A massive demonstration

The Paris parade usually brings together 500,000 people, making it one of the most important recurring events in the capital. This year, the participants will march from the Porte Dorée to the Place de la République, under the motto “Our bodies, our rights, your faces!” “. This is in particular to protest against the “trivialization” of “LGBTQIphobic and especially transphobic speech”, too often ignored by the public authorities, according to the associative collective Inter-LGBT, which organizes this march.

“Today, the notion of gender is very much under attack, especially when it is deployed in the school environment,” laments Matthieu Gatipon, one of its spokespersons. “The rhetoric of the far right is that associations are brainwashing young people.
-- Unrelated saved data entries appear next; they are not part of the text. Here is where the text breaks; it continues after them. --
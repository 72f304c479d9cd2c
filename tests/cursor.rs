// Cursor test suite.
//
// A Cursor is a detached traversal position: each step takes the container,
// so other code may touch the container between steps. Invariants exercised:
// - Exhaustion is reported as an error, not a panic.
// - remove() needs a preceding next() and removes exactly that entry.
// - Removing through the cursor never skips or repeats an entry.
// - Any structural change made around the cursor poisons it.
use compact_hashmap::{CompactHashMap, CompactLinkedHashMap, Cursor, CursorTarget, IterError};
use std::collections::HashSet;
use std::hash::{BuildHasher, Hasher};

// Walks the whole container, removing entries whose key satisfies `drop_if`.
// Returns the keys visited.
fn sweep<M>(m: &mut M, mut c: Cursor, drop_if: impl Fn(&u32) -> bool) -> Vec<u32>
where
    M: CursorTarget<Key = u32>,
{
    let mut visited = Vec::new();
    while c.has_next() {
        let k = *c.next_key(&*m).expect("has_next promised an element");
        visited.push(k);
        if drop_if(&k) {
            let (rk, _) = c.remove(m).expect("current element removable");
            assert_eq!(rk, k);
        }
    }
    assert_eq!(c.next(&*m).err(), Some(IterError::Exhausted));
    visited
}

// Test: a single entry, next() called twice.
// Verifies: the second call reports Exhausted.
#[test]
fn next_past_end_is_exhausted() {
    let mut m = CompactHashMap::new();
    m.insert("only", 1);
    let mut c = m.cursor();
    assert_eq!(c.next(&m).unwrap(), (&"only", &1));
    assert!(!c.has_next());
    assert_eq!(c.next(&m), Err(IterError::Exhausted));
}

// Test: remove without a current element.
// Verifies: before next() and after a remove(), NoCurrentElement.
#[test]
fn remove_requires_current_element() {
    let mut m: CompactHashMap<u32, u32> = (0..3).map(|k| (k, k)).collect();
    let mut c = m.cursor();
    assert_eq!(c.remove(&mut m), Err(IterError::NoCurrentElement));
    c.next(&m).unwrap();
    assert!(c.remove(&mut m).is_ok());
    assert_eq!(c.remove(&mut m), Err(IterError::NoCurrentElement));
    assert_eq!(m.len(), 2);
}

// Test: removal during traversal in array order.
// Assumes: removal relocates the last entry into the visited slot.
// Verifies: every entry is visited exactly once and the predicate's
// survivors remain.
#[test]
fn sweep_array_order() {
    let mut m: CompactHashMap<u32, u32> = (0..50).map(|k| (k, k)).collect();
    let c = m.cursor();
    let mut visited = sweep(&mut m, c, |k| k % 4 != 1);
    visited.sort_unstable();
    assert_eq!(visited, (0..50).collect::<Vec<_>>());
    let rest: HashSet<u32> = m.keys().copied().collect();
    assert_eq!(rest, (0..50).filter(|k| k % 4 == 1).collect::<HashSet<u32>>());
}

// Test: removal during traversal in insertion and access order.
// Verifies: visits follow link order exactly and survivors keep it.
#[test]
fn sweep_link_order() {
    let mut ins: CompactLinkedHashMap<u32, u32> = (0..30).rev().map(|k| (k, k)).collect();
    let c = ins.cursor();
    let visited = sweep(&mut ins, c, |k| k % 2 == 0);
    assert_eq!(visited, (0..30).rev().collect::<Vec<_>>());
    assert_eq!(
        ins.keys().copied().collect::<Vec<_>>(),
        (0..30).rev().filter(|k| k % 2 == 1).collect::<Vec<_>>()
    );

    let mut acc = CompactLinkedHashMap::with_access_order();
    for k in 0..10u32 {
        acc.insert(k, k);
    }
    acc.get(&0);
    acc.get(&5);
    let order: Vec<u32> = acc.keys().copied().collect();
    let c = acc.cursor();
    let visited = sweep(&mut acc, c, |k| *k < 5);
    assert_eq!(visited, order);
    assert_eq!(acc.keys().copied().collect::<Vec<_>>(), [6, 7, 8, 9, 5]);
}

// Test: every even-indexed key removed through the cursor.
// Verifies: ten survivors with correct values.
#[test]
fn cursor_removes_every_other_entry() {
    let mut m = CompactLinkedHashMap::new();
    for i in 0..20u32 {
        m.insert(format!("k{i}"), i);
    }
    let mut c = m.cursor();
    let mut index = 0;
    while c.has_next() {
        c.next(&m).unwrap();
        if index % 2 == 0 {
            c.remove(&mut m).unwrap();
        }
        index += 1;
    }
    assert_eq!(m.len(), 10);
    for i in (1..20).step_by(2) {
        assert_eq!(m.peek(&format!("k{i}")), Some(&i));
    }
}

// Test: fail-fast on outside modification.
// Verifies: an insert of a new key between steps poisons the cursor; the
// error repeats on every later call, including remove().
#[test]
fn outside_insert_poisons_cursor() {
    let mut m: CompactHashMap<u32, u32> = (0..4).map(|k| (k, k)).collect();
    let mut c = m.cursor();
    c.next(&m).unwrap();
    m.insert(100, 100);
    let err = c.next(&m).unwrap_err();
    assert!(matches!(err, IterError::ConcurrentModification { .. }));
    assert_eq!(c.next(&m), Err(err));
    assert_eq!(c.remove(&mut m), Err(err));
    assert!(!c.has_next());
}

// Test: which outside operations count as structural.
// Verifies: value updates and reads leave the cursor valid; remove, clear,
// and access-order promotion invalidate it.
#[test]
fn only_structural_changes_poison() {
    let mut m: CompactHashMap<u32, u32> = (0..4).map(|k| (k, k)).collect();
    let mut c = m.cursor();
    c.next(&m).unwrap();
    m.insert(2, 20);
    *m.get_mut(&3).unwrap() = 30;
    let _ = m.get(&1);
    assert!(c.next(&m).is_ok());

    m.remove(&3);
    assert!(c.next(&m).is_err());

    let mut c = m.cursor();
    m.clear();
    assert!(c.next(&m).is_err());

    let mut lru = CompactLinkedHashMap::with_access_order();
    lru.extend([(1u32, 1u32), (2, 2), (3, 3)]);
    let mut c = lru.cursor();
    lru.get(&3);
    assert!(c.next(&lru).is_ok(), "touching the back entry does not reorder");
    lru.get(&1);
    assert!(matches!(
        c.next(&lru),
        Err(IterError::ConcurrentModification { .. })
    ));
}

#[derive(Clone, Default)]
struct ModThree;
struct ModThreeHasher(u64);
impl BuildHasher for ModThree {
    type Hasher = ModThreeHasher;
    fn build_hasher(&self) -> ModThreeHasher {
        ModThreeHasher(0)
    }
}
impl Hasher for ModThreeHasher {
    fn write(&mut self, bytes: &[u8]) {
        for b in bytes {
            self.0 = self.0.wrapping_add(u64::from(*b));
        }
    }
    fn finish(&self) -> u64 {
        self.0 % 3
    }
}

// Test: cursor over a container that has switched to its fallback form.
// Verifies: traversal keeps insertion order and removal works there too.
#[test]
fn cursor_over_fallback() {
    let mut m: CompactLinkedHashMap<u32, u32, ModThree> = CompactLinkedHashMap::with_hasher(ModThree);
    for k in 0..60 {
        m.insert(k, k);
    }
    assert!(m.is_fallback());
    let c = m.cursor();
    let visited = sweep(&mut m, c, |k| k % 5 != 0);
    assert_eq!(visited, (0..60).collect::<Vec<_>>());
    assert_eq!(
        m.keys().copied().collect::<Vec<_>>(),
        (0..60).step_by(5).collect::<Vec<_>>()
    );
}

// Test: the switch to fallback poisons cursors started before it.
#[test]
fn fallback_switch_poisons_cursor() {
    let mut m: CompactHashMap<u32, u32, ModThree> = CompactHashMap::with_hasher(ModThree);
    m.insert(0, 0);
    let mut c = m.cursor();
    for k in 1..60 {
        m.insert(k, k);
    }
    assert!(m.is_fallback());
    assert!(c.next(&m).is_err());
}

// Test: a cursor handed a container it did not come from.
// Verifies: every step on another container, same generation or not, a
// clone or a fallback-form map, reports WrongContainer and touches nothing;
// the cursor still works on its own container afterwards.
#[test]
fn cursor_rejects_other_containers() {
    let mut a: CompactHashMap<u32, u32> = CompactHashMap::new();
    let mut b: CompactHashMap<u32, u32> = CompactHashMap::new();
    for k in 0..5 {
        a.insert(k, k);
        b.insert(k + 100, k + 100);
    }
    let mut c = a.cursor();
    assert_eq!(c.next(&b), Err(IterError::WrongContainer));
    assert_eq!(c.remove(&mut b), Err(IterError::WrongContainer));
    assert_eq!(b.len(), 5);

    let mut twin = a.clone();
    assert_eq!(c.next(&twin), Err(IterError::WrongContainer));
    assert_eq!(c.remove(&mut twin), Err(IterError::WrongContainer));
    assert_eq!(twin.len(), 5);

    let mut flooded: CompactHashMap<u32, u32, ModThree> = CompactHashMap::with_hasher(ModThree);
    for k in 0..60 {
        flooded.insert(k, k);
    }
    assert!(flooded.is_fallback());
    assert_eq!(c.next(&flooded), Err(IterError::WrongContainer));

    // Not poisoned by the rejected steps.
    let visited = sweep(&mut a, c, |k| k % 2 == 0);
    assert_eq!(visited.len(), 5);
    assert_eq!(a.len(), 2);
}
And the result of this discourse fueled by transphobia is that we have 89 RN deputies, ”he added during a press conference on Thursday.

“LGBT centers are being attacked, LGBT people are being attacked every day. We would like a little more support from the government, which claims to be our ally but does not do much, ”added Elisa Koubi, co-president of the collective.

45 years ago, the first Parisian march

A movement for the defense of homosexual people was formed from 1971 in France and first took part in the May Day parades. “This is the moment when homosexuality becomes a political issue”, recalls Antoine Idier, sociologist and historian.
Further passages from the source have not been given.